Wellness and mindfulness were significant workplace trends in 2016. In the past companies only thought about health when it came to insurance costs, but as we learn more about how health and productivity go hand in hand companies have started to rollout health and wellness programs that encourage employees to make sustainable health decisions, while participating in activities at work that boosts mood and performance.
Companies aren’t the only ones recognizing the benefits of health and wellness. Educators have long been proponents of physical activity. Having kids, or working with them, makes someone very aware that keeping kids active is vital to their success. Despite that realization, time for physical activity like recess has slowly been pushed out due to increasing demands from national and state school standards expectations.
Information from the CDC shows that 17.4 percent of American children (6-11) are obese, which frequently contributes to lifelong weight struggles if not resolved quickly. Lack of physical activity also contributes to efforts in the classroom, and many teachers experience behavior issues in the classroom resulting from kids not being able to exercise throughout the day.
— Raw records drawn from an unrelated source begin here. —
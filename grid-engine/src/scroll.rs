//! Scroll state for the height-constrained body region.

use std::ops::Range;

/// Vertical scroll state of the grid body.
///
/// `viewport` is the maximum number of body lines shown at once; `None`
/// means the body is unbounded and never scrolls. Content length is passed
/// in by the shell since it changes with every page.
#[derive(Debug, Clone, Default, PartialEq, Eq)]
pub struct ScrollState {
    /// Current scroll offset (rows from top).
    pub offset: usize,
    /// Viewport height in rows.
    pub viewport: Option<usize>,
}

impl ScrollState {
    /// Create a scroll state with an optional viewport.
    pub fn new(viewport: Option<usize>) -> Self {
        Self {
            offset: 0,
            viewport: viewport.map(|v| v.max(1)),
        }
    }

    /// Maximum scroll offset for `content` rows.
    pub fn max_offset(&self, content: usize) -> usize {
        match self.viewport {
            Some(viewport) => content.saturating_sub(viewport),
            None => 0,
        }
    }

    /// Whether content exceeds the viewport.
    pub fn can_scroll(&self, content: usize) -> bool {
        self.max_offset(content) > 0
    }

    /// Scroll by a relative amount. Returns `true` if the offset moved.
    pub fn scroll_by(&mut self, delta: isize, content: usize) -> bool {
        let target = self.offset.saturating_add_signed(delta);
        self.scroll_to(target, content)
    }

    /// Scroll to an absolute offset. Returns `true` if the offset moved.
    pub fn scroll_to(&mut self, offset: usize, content: usize) -> bool {
        let clamped = offset.min(self.max_offset(content));
        let moved = clamped != self.offset;
        self.offset = clamped;
        moved
    }

    /// Scroll to top.
    pub fn home(&mut self) {
        self.offset = 0;
    }

    /// Scroll to bottom.
    pub fn end(&mut self, content: usize) {
        self.offset = self.max_offset(content);
    }

    /// Rows visible for `content` rows, with the offset clamped.
    pub fn visible_range(&self, content: usize) -> Range<usize> {
        let start = self.offset.min(self.max_offset(content));
        let end = match self.viewport {
            Some(viewport) => (start + viewport).min(content),
            None => content,
        };
        start..end
    }
}

#[cfg(test)]
mod tests {
    use super::*;

    #[test]
    fn test_unbounded_never_scrolls() {
        let mut s = ScrollState::new(None);
        assert!(!s.scroll_by(5, 100));
        assert_eq!(s.visible_range(100), 0..100);
    }

    #[test]
    fn test_scroll_clamps() {
        let mut s = ScrollState::new(Some(4));
        assert!(s.scroll_by(3, 10));
        assert_eq!(s.visible_range(10), 3..7);
        assert!(s.scroll_by(100, 10));
        assert_eq!(s.offset, 6);
        assert!(s.scroll_by(-100, 10));
        assert_eq!(s.offset, 0);
    }

    #[test]
    fn test_range_clamps_after_content_shrinks() {
        let mut s = ScrollState::new(Some(4));
        s.end(10);
        assert_eq!(s.visible_range(5), 1..5);
    }
}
Startups are Encouraging Physical Activity
The good news is a number of startups, and small businesses are working with educators and parents to help kids stay active and make healthier choices. Scott McQuigg, CEO and founder of GoNoodle, a company that uses videos and music to gamify activity for kids, explains, “Providing content that is both fun and education focused is one of the best ways to bring physical movement back to the classroom.”
Making Movement Fun
Another challenge facing kids health and wellness is the increasing dominance of screens. Kids love to play, but today kids want to spend as much time as they can playing on any one of the countless screen based games they have access to. This game time often replaces physical activity, and while engaging, does not help kids work off excess energy or take the right steps toward being healthy. Companies like GoNoodle are finding ways to leverage screens in the effort to keep kids moving. McQuigg shares, “The key is leveraging kid’s preference for screens to help them get moving. In doing so, we can keep them visually engaged, but also involved in short and impactful periods of movement.”
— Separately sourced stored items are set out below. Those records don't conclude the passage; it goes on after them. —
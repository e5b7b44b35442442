//! Column visibility selector state.

use std::collections::HashSet;

use crate::column::ColumnSet;

/// Tracks which columns the user has hidden.
///
/// Visibility is a projection over the column set: it never reorders or
/// edits descriptors, and at least one column always stays visible.
#[derive(Debug, Clone, Default, PartialEq, Eq)]
pub struct ColumnVisibility {
    hidden: HashSet<String>,
}

impl ColumnVisibility {
    /// Everything visible.
    pub fn new() -> Self {
        Self::default()
    }

    /// Returns `true` unless `id` was hidden.
    pub fn is_visible(&self, id: &str) -> bool {
        !self.hidden.contains(id)
    }

    /// Visible column ids in descriptor order.
    pub fn visible_ids<'a, R>(&self, columns: &'a ColumnSet<R>) -> Vec<&'a str> {
        columns
            .iter()
            .map(|c| c.id.as_str())
            .filter(|id| self.is_visible(id))
            .collect()
    }

    /// Number of visible columns.
    pub fn visible_count<R>(&self, columns: &ColumnSet<R>) -> usize {
        columns.iter().filter(|c| self.is_visible(&c.id)).count()
    }

    /// Hide a column. Refuses unknown ids and the last visible column.
    pub fn hide<R>(&mut self, id: &str, columns: &ColumnSet<R>) -> bool {
        if !columns.contains(id) || !self.is_visible(id) {
            return false;
        }
        if self.visible_count(columns) <= 1 {
            log::debug!("Refusing to hide '{}': it is the last visible column", id);
            return false;
        }
        self.hidden.insert(id.to_string())
    }

    /// Show a hidden column.
    pub fn show(&mut self, id: &str) -> bool {
        self.hidden.remove(id)
    }

    /// Flip a column's visibility. Returns `true` if anything changed.
    pub fn toggle<R>(&mut self, id: &str, columns: &ColumnSet<R>) -> bool {
        if self.is_visible(id) {
            self.hide(id, columns)
        } else {
            self.show(id)
        }
    }

    /// Make every column visible again.
    pub fn reset(&mut self) {
        self.hidden.clear();
    }

    /// Re-apply to a replacement column set.
    ///
    /// Hidden ids that no longer exist are forgotten; new columns start
    /// visible. If nothing would be visible, the first column is shown.
    pub fn retain<R>(&mut self, columns: &ColumnSet<R>) {
        self.hidden.retain(|id| columns.contains(id));
        if !columns.is_empty()
            && self.visible_count(columns) == 0
            && let Some(first) = columns.iter().next()
        {
            self.hidden.remove(&first.id);
        }
    }
}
Augmented Reality Changing Social Dynamics
Recent developments in augmented reality have also begun to evolve the way kids interact with digital content. Previously, playing a game often meant the player was focused on nothing other than the game. This could lead to a drop in social engagement. Augmented reality experiences like PokemonGo have turned this problem on its head. Instead of making kids antisocial, PokemonGo made kids (and adults) go outside and interact with other people who were also playing the game. This space is sure to develop further and increase the number of games that generate social engagement.
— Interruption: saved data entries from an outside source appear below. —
//! Row actions.
//!
//! A fixed vocabulary of row actions is exposed as optional callback slots.
//! Which affordances render is decided once, when the dispatcher is built:
//! an action is available iff its callback was supplied and the grid's
//! configuration enables its category. Nothing else in the engine checks
//! callbacks directly.

use std::fmt;
use std::sync::Arc;

use crate::cell::Tone;
use crate::error::DispatchError;

/// Row action callback. Receives the whole row, never just an id.
pub type ActionFn<R> = Arc<dyn Fn(&R) + Send + Sync>;

/// The row actions the engine knows about.
#[derive(Debug, Clone, Copy, PartialEq, Eq, Hash)]
pub enum ActionKind {
    View,
    Edit,
    Delete,
    Approve,
    Reject,
}

impl ActionKind {
    /// All actions in affordance order.
    pub const ALL: [ActionKind; 5] = [
        ActionKind::View,
        ActionKind::Edit,
        ActionKind::Delete,
        ActionKind::Approve,
        ActionKind::Reject,
    ];

    /// Lowercase name.
    pub fn name(self) -> &'static str {
        match self {
            ActionKind::View => "view",
            ActionKind::Edit => "edit",
            ActionKind::Delete => "delete",
            ActionKind::Approve => "approve",
            ActionKind::Reject => "reject",
        }
    }

    /// Parse a lowercase name.
    pub fn from_name(name: &str) -> Option<Self> {
        Self::ALL.into_iter().find(|kind| kind.name() == name)
    }

    fn bit(self) -> u8 {
        match self {
            ActionKind::View => 1,
            ActionKind::Edit => 1 << 1,
            ActionKind::Delete => 1 << 2,
            ActionKind::Approve => 1 << 3,
            ActionKind::Reject => 1 << 4,
        }
    }
}

impl fmt::Display for ActionKind {
    fn fmt(&self, f: &mut fmt::Formatter<'_>) -> fmt::Result {
        f.write_str(self.name())
    }
}

/// Presentation mode; picks affordance labels and tones.
#[derive(Debug, Clone, Copy, PartialEq, Eq, Default)]
pub enum GridMode {
    #[default]
    Standard,
    /// Items awaiting a workflow decision.
    Pending,
    /// Attached documents.
    Documents,
}

/// A set of actions, stored as bit flags.
#[derive(Debug, Clone, Copy, PartialEq, Eq, Default)]
pub struct ActionSet(u8);

impl ActionSet {
    /// The empty set.
    pub const fn empty() -> Self {
        Self(0)
    }

    /// Set holding the given actions.
    pub fn of(kinds: &[ActionKind]) -> Self {
        kinds.iter().fold(Self::empty(), |set, kind| set.with(*kind))
    }

    /// Categories enabled by the page-level flags.
    ///
    /// `show_actions` enables view/edit/delete, `pending` enables
    /// view/approve/reject and `documents` enables view/delete.
    pub fn categories(show_actions: bool, pending: bool, documents: bool) -> Self {
        let mut set = Self::empty();
        if show_actions {
            set = set.union(Self::of(&[ActionKind::View, ActionKind::Edit, ActionKind::Delete]));
        }
        if pending {
            set = set.union(Self::of(&[ActionKind::View, ActionKind::Approve, ActionKind::Reject]));
        }
        if documents {
            set = set.union(Self::of(&[ActionKind::View, ActionKind::Delete]));
        }
        set
    }

    /// Returns the set with `kind` added.
    pub fn with(self, kind: ActionKind) -> Self {
        Self(self.0 | kind.bit())
    }

    /// Returns `true` if `kind` is in the set.
    pub fn contains(self, kind: ActionKind) -> bool {
        self.0 & kind.bit() != 0
    }

    /// Union of two sets.
    pub fn union(self, other: Self) -> Self {
        Self(self.0 | other.0)
    }

    /// Intersection of two sets.
    pub fn intersection(self, other: Self) -> Self {
        Self(self.0 & other.0)
    }

    /// Returns `true` if the set is empty.
    pub fn is_empty(self) -> bool {
        self.0 == 0
    }

    /// Number of actions in the set.
    pub fn len(self) -> usize {
        self.0.count_ones() as usize
    }

    /// Actions in the set, in affordance order.
    pub fn iter(self) -> impl Iterator<Item = ActionKind> {
        ActionKind::ALL.into_iter().filter(move |kind| self.contains(*kind))
    }
}

/// Optional callbacks for each row action.
pub struct ActionSlots<R> {
    pub on_view: Option<ActionFn<R>>,
    pub on_edit: Option<ActionFn<R>>,
    pub on_delete: Option<ActionFn<R>>,
    pub on_approve: Option<ActionFn<R>>,
    pub on_reject: Option<ActionFn<R>>,
}

impl<R> ActionSlots<R> {
    /// No callbacks.
    pub fn new() -> Self {
        Self {
            on_view: None,
            on_edit: None,
            on_delete: None,
            on_approve: None,
            on_reject: None,
        }
    }

    /// Callback for `kind`, if supplied.
    pub fn get(&self, kind: ActionKind) -> Option<&ActionFn<R>> {
        match kind {
            ActionKind::View => self.on_view.as_ref(),
            ActionKind::Edit => self.on_edit.as_ref(),
            ActionKind::Delete => self.on_delete.as_ref(),
            ActionKind::Approve => self.on_approve.as_ref(),
            ActionKind::Reject => self.on_reject.as_ref(),
        }
    }

    /// Install the callback for `kind`.
    pub fn set(&mut self, kind: ActionKind, callback: ActionFn<R>) {
        let slot = match kind {
            ActionKind::View => &mut self.on_view,
            ActionKind::Edit => &mut self.on_edit,
            ActionKind::Delete => &mut self.on_delete,
            ActionKind::Approve => &mut self.on_approve,
            ActionKind::Reject => &mut self.on_reject,
        };
        *slot = Some(callback);
    }

    /// Actions that have a callback.
    pub fn supplied(&self) -> ActionSet {
        ActionKind::ALL
            .into_iter()
            .filter(|kind| self.get(*kind).is_some())
            .fold(ActionSet::empty(), ActionSet::with)
    }
}

impl<R> Default for ActionSlots<R> {
    fn default() -> Self {
        Self::new()
    }
}

impl<R> Clone for ActionSlots<R> {
    fn clone(&self) -> Self {
        Self {
            on_view: self.on_view.clone(),
            on_edit: self.on_edit.clone(),
            on_delete: self.on_delete.clone(),
            on_approve: self.on_approve.clone(),
            on_reject: self.on_reject.clone(),
        }
    }
}

impl<R> fmt::Debug for ActionSlots<R> {
    fn fmt(&self, f: &mut fmt::Formatter<'_>) -> fmt::Result {
        f.debug_tuple("ActionSlots").field(&self.supplied()).finish()
    }
}

/// A rendered action button.
#[derive(Debug, Clone, PartialEq, Eq)]
pub struct Affordance {
    pub kind: ActionKind,
    pub label: &'static str,
    pub tone: Tone,
    /// The caller should confirm before acting; the engine never does.
    pub confirm: bool,
}

impl Affordance {
    fn new(kind: ActionKind, mode: GridMode) -> Self {
        let (label, tone) = match (mode, kind) {
            (GridMode::Pending, ActionKind::View) => ("Review", Tone::Info),
            (GridMode::Documents, ActionKind::View) => ("Open", Tone::Info),
            (GridMode::Documents, ActionKind::Delete) => ("Remove", Tone::Danger),
            (_, ActionKind::View) => ("View", Tone::Neutral),
            (_, ActionKind::Edit) => ("Edit", Tone::Info),
            (_, ActionKind::Delete) => ("Delete", Tone::Danger),
            (_, ActionKind::Approve) => ("Approve", Tone::Success),
            (_, ActionKind::Reject) => ("Reject", Tone::Danger),
        };
        Self {
            kind,
            label,
            tone,
            confirm: matches!(kind, ActionKind::Delete | ActionKind::Reject),
        }
    }
}

/// Forwards row actions to the caller's callbacks.
pub struct ActionDispatcher<R> {
    slots: ActionSlots<R>,
    available: ActionSet,
    mode: GridMode,
}

impl<R> ActionDispatcher<R> {
    /// Build a dispatcher; availability is fixed here.
    pub fn new(slots: ActionSlots<R>, categories: ActionSet, mode: GridMode) -> Self {
        let available = slots.supplied().intersection(categories);
        log::debug!("Row actions available: {:?}", available.iter().collect::<Vec<_>>());
        Self {
            slots,
            available,
            mode,
        }
    }

    /// Actions that render.
    pub fn available(&self) -> ActionSet {
        self.available
    }

    /// Returns `true` if `kind` renders.
    pub fn is_available(&self, kind: ActionKind) -> bool {
        self.available.contains(kind)
    }

    /// Presentation mode.
    pub fn mode(&self) -> GridMode {
        self.mode
    }

    /// Affordances to render on each row, in order.
    pub fn affordances(&self) -> Vec<Affordance> {
        self.available
            .iter()
            .map(|kind| Affordance::new(kind, self.mode))
            .collect()
    }

    /// Invoke the callback for `kind` with `row`.
    pub fn dispatch(&self, kind: ActionKind, row: &R) -> Result<(), DispatchError> {
        match self.slots.get(kind) {
            Some(callback) if self.available.contains(kind) => {
                callback(row);
                Ok(())
            }
            _ => Err(DispatchError::ActionUnavailable { action: kind }),
        }
    }
}

impl<R> fmt::Debug for ActionDispatcher<R> {
    fn fmt(&self, f: &mut fmt::Formatter<'_>) -> fmt::Result {
        f.debug_struct("ActionDispatcher")
            .field("available", &self.available)
            .field("mode", &self.mode)
            .finish()
    }
}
Apps For Focus, Not Distraction
Creating apps that turn screen time into wellness time is one of the many other ways that small businesses can contribute to kids’ well-being. Children’s days are often filled with a lot of pressures and distractions, so it is important to give them time to put everything into perspective to prevent any undue stress. More and more apps are figuring out how to make kids mindful in a way that is fun and engaging. McQuigg shares, “We’ve integrated mindfulness exercises into some of our videos to help parents and educators give kids a moment to pause and reflect on the day. The goal is to help kids face the challenges with calm and confidence.”
For parents and educators trying to find solutions to get kids moving there are a growing number of solutions on the market. For small businesses trying to find ways to support health and wellness for kids, the key is to consider making the solution easy to use and cost effective for the audience.